» **The problem**: Only lines holding the word "names" are wanted from the records; copy all of them.

Records from a dataset
'''

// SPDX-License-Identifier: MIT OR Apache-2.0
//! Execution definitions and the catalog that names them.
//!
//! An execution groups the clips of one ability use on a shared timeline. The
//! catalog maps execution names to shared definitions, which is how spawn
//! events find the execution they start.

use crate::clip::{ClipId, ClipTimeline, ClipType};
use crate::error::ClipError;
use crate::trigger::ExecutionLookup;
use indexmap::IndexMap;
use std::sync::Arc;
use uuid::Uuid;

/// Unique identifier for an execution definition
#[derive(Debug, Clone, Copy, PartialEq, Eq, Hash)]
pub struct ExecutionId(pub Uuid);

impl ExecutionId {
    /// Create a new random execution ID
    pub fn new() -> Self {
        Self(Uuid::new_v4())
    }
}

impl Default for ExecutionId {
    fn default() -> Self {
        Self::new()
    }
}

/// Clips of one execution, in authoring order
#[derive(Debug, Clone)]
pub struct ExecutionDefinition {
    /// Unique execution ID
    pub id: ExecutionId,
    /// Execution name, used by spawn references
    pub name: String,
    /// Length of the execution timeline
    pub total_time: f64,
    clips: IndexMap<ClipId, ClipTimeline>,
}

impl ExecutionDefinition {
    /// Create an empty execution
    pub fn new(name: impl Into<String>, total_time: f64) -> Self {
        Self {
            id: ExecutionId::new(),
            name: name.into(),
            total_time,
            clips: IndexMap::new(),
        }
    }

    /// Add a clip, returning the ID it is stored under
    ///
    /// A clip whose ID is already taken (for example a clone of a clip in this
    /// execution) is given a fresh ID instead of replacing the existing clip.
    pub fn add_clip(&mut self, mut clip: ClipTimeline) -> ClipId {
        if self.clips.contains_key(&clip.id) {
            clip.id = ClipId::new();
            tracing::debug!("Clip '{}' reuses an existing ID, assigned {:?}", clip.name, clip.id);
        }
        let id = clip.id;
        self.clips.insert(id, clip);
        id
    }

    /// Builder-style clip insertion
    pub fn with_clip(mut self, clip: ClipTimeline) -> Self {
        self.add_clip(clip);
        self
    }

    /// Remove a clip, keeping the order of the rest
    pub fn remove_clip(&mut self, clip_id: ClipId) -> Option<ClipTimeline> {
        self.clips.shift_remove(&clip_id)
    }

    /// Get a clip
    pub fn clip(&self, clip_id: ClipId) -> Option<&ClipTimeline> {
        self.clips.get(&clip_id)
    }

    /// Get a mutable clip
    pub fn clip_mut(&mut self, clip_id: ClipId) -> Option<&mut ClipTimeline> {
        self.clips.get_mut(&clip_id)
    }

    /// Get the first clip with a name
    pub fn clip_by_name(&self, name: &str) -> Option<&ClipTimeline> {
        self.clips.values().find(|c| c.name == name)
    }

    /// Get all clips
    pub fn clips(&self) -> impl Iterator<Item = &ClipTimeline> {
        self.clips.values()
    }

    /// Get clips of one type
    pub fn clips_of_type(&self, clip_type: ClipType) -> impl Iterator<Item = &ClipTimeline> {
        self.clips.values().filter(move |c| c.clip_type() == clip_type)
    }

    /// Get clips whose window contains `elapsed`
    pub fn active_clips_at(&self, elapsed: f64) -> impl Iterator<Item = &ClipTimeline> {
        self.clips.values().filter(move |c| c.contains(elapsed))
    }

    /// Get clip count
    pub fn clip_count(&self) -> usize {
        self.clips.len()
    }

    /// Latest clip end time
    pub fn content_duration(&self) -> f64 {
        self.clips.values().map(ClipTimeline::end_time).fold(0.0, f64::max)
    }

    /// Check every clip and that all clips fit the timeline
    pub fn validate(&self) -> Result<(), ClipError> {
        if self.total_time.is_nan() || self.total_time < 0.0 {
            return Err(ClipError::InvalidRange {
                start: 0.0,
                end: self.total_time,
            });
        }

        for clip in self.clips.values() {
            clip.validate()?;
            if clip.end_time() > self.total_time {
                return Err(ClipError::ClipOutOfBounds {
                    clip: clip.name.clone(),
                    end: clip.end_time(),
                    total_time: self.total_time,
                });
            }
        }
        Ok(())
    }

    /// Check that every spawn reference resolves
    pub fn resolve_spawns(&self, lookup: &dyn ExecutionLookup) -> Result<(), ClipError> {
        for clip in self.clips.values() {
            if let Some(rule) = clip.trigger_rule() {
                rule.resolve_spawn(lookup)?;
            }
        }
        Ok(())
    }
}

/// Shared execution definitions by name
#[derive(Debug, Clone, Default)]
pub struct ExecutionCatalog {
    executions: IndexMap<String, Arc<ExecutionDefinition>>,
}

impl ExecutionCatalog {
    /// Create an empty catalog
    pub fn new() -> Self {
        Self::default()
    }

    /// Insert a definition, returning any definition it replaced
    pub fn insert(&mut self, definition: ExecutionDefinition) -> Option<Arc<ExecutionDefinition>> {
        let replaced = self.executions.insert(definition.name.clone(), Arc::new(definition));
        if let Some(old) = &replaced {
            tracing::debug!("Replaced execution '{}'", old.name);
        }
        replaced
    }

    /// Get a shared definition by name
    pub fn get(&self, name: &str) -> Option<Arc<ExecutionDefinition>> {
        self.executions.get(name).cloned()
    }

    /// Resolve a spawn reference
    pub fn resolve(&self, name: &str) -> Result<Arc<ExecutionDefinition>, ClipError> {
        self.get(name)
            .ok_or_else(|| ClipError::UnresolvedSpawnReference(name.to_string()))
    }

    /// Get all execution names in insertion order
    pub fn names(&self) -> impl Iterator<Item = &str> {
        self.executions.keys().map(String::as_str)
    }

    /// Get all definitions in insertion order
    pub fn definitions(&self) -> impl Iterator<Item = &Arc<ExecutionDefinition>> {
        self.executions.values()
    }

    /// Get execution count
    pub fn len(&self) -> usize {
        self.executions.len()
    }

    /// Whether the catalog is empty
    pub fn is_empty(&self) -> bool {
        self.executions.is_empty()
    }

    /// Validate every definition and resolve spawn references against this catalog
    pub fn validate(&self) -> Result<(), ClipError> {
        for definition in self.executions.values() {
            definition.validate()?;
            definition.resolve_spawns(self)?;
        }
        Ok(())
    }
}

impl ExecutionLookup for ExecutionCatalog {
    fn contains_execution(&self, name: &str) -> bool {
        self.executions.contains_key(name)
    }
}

'''
'''

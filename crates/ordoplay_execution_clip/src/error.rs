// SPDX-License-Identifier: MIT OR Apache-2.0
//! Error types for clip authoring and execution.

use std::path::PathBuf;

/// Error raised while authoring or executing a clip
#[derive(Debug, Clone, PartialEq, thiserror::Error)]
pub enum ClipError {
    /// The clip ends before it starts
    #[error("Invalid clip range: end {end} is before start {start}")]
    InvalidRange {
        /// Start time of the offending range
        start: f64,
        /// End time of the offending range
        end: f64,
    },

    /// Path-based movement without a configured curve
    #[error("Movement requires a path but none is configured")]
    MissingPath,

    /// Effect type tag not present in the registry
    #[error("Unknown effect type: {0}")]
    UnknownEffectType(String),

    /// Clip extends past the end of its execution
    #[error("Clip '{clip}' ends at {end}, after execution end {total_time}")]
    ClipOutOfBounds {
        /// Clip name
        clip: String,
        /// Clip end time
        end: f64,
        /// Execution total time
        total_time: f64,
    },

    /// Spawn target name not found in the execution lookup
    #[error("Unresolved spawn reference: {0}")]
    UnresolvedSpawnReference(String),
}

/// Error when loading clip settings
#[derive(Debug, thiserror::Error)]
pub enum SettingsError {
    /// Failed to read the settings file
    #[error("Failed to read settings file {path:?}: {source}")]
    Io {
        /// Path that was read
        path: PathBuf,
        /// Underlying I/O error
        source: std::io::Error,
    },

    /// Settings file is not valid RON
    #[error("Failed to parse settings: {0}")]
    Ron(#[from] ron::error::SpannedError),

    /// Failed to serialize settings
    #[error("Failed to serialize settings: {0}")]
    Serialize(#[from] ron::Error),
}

'''
'''

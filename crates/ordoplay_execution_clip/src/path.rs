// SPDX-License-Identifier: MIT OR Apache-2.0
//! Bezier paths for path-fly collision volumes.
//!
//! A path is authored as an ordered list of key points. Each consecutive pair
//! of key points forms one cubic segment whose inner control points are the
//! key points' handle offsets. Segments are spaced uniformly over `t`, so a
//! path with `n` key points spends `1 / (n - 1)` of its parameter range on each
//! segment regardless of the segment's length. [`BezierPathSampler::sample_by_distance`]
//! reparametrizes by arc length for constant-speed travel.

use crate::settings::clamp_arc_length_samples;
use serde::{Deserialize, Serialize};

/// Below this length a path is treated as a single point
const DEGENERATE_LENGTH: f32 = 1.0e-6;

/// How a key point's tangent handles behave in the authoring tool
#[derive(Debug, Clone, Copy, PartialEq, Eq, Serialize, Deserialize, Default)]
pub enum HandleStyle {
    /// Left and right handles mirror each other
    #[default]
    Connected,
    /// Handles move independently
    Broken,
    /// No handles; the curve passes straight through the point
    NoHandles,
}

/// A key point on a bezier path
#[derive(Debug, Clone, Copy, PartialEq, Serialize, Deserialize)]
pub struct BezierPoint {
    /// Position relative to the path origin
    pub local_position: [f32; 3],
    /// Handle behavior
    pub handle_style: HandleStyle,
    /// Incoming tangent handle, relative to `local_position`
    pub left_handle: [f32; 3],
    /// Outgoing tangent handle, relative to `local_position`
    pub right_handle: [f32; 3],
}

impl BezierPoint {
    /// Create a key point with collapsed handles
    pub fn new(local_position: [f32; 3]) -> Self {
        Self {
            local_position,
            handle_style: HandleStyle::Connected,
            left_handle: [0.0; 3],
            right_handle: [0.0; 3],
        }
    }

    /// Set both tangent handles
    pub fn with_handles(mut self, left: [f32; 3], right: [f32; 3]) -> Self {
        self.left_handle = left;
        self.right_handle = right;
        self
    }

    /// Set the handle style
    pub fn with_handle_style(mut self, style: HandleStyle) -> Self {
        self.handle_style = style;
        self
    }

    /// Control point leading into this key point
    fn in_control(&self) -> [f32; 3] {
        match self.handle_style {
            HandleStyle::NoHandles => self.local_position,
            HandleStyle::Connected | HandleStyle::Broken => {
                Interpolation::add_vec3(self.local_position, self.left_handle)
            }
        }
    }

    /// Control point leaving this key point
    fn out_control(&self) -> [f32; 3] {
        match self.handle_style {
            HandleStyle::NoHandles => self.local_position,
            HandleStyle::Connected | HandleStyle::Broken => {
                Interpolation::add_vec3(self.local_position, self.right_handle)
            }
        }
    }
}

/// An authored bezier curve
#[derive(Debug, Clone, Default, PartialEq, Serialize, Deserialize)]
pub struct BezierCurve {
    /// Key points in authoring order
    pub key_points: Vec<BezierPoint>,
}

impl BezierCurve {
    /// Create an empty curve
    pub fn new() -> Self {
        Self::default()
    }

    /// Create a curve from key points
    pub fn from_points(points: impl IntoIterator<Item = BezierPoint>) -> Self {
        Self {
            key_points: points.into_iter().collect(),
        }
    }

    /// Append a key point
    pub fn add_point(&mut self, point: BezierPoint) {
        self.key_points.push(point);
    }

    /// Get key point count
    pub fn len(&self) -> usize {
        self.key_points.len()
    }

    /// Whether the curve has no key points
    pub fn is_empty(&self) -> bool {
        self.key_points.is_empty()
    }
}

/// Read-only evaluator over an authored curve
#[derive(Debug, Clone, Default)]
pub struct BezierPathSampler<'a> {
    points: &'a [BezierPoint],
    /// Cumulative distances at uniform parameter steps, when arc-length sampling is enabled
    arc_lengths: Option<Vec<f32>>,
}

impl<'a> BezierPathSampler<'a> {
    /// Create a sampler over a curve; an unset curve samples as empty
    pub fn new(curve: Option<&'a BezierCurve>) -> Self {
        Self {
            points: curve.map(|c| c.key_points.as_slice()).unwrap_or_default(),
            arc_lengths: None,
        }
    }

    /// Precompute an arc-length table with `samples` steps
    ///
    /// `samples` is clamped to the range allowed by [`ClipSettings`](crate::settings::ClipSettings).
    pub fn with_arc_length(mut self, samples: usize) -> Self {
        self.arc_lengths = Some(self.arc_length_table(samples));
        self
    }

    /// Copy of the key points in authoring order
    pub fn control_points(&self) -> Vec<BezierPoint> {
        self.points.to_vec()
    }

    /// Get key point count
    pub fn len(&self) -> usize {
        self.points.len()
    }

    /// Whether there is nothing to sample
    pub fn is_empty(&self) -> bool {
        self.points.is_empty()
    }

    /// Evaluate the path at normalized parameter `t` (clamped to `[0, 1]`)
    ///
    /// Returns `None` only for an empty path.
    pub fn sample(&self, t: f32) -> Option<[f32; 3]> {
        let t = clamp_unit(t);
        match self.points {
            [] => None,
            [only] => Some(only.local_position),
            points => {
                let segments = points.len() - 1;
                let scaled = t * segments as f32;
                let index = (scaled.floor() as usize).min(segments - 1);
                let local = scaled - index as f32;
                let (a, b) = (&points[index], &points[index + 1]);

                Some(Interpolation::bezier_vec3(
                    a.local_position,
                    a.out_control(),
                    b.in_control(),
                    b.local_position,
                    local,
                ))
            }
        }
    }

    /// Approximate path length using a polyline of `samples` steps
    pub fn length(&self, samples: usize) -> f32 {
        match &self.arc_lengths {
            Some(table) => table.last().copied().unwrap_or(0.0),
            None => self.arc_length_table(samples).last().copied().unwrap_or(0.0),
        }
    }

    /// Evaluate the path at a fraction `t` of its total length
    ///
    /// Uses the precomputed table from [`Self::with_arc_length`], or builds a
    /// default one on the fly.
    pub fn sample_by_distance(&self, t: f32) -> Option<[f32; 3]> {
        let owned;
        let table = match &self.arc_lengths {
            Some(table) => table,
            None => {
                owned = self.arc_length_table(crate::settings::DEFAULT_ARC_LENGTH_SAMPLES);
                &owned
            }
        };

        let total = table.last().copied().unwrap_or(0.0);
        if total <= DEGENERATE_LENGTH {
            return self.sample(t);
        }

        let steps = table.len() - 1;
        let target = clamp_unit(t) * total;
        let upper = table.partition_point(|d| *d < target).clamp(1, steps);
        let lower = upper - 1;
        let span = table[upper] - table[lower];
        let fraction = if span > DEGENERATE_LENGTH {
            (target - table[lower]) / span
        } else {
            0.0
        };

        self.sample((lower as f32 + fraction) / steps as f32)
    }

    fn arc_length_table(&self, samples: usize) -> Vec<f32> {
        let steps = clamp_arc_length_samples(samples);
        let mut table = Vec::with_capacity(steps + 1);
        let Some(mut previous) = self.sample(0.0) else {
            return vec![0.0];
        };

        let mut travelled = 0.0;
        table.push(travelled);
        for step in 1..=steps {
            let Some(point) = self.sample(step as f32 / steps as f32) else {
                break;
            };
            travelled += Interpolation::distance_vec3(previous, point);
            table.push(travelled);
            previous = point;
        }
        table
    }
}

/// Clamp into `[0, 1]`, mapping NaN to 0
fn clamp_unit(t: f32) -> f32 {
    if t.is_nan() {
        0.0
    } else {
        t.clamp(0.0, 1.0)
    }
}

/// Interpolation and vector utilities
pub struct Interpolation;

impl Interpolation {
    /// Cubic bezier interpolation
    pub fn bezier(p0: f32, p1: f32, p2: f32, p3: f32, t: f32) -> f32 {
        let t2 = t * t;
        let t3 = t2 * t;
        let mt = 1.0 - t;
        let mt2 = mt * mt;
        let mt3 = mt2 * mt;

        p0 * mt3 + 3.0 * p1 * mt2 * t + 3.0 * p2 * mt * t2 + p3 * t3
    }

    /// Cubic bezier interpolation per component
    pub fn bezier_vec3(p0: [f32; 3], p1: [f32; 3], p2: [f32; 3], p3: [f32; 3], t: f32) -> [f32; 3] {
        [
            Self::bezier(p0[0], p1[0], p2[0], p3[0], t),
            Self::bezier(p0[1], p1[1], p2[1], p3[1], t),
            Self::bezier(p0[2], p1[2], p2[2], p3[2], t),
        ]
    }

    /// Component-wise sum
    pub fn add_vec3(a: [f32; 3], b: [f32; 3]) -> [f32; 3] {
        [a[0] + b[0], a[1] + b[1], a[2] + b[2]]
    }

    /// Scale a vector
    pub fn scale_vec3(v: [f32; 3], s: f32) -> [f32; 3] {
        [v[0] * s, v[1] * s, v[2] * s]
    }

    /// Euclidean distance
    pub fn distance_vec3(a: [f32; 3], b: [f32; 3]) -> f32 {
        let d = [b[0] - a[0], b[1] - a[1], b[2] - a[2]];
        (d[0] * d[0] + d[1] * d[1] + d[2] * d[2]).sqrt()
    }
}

'''

» **Response to this exercise**:
//! Execution definitions and the catalog that names them.
//! catalog maps execution names to shared definitions, which is how spawn
    /// Get all execution names in insertion order
    pub fn names(&self) -> impl Iterator<Item = &str> {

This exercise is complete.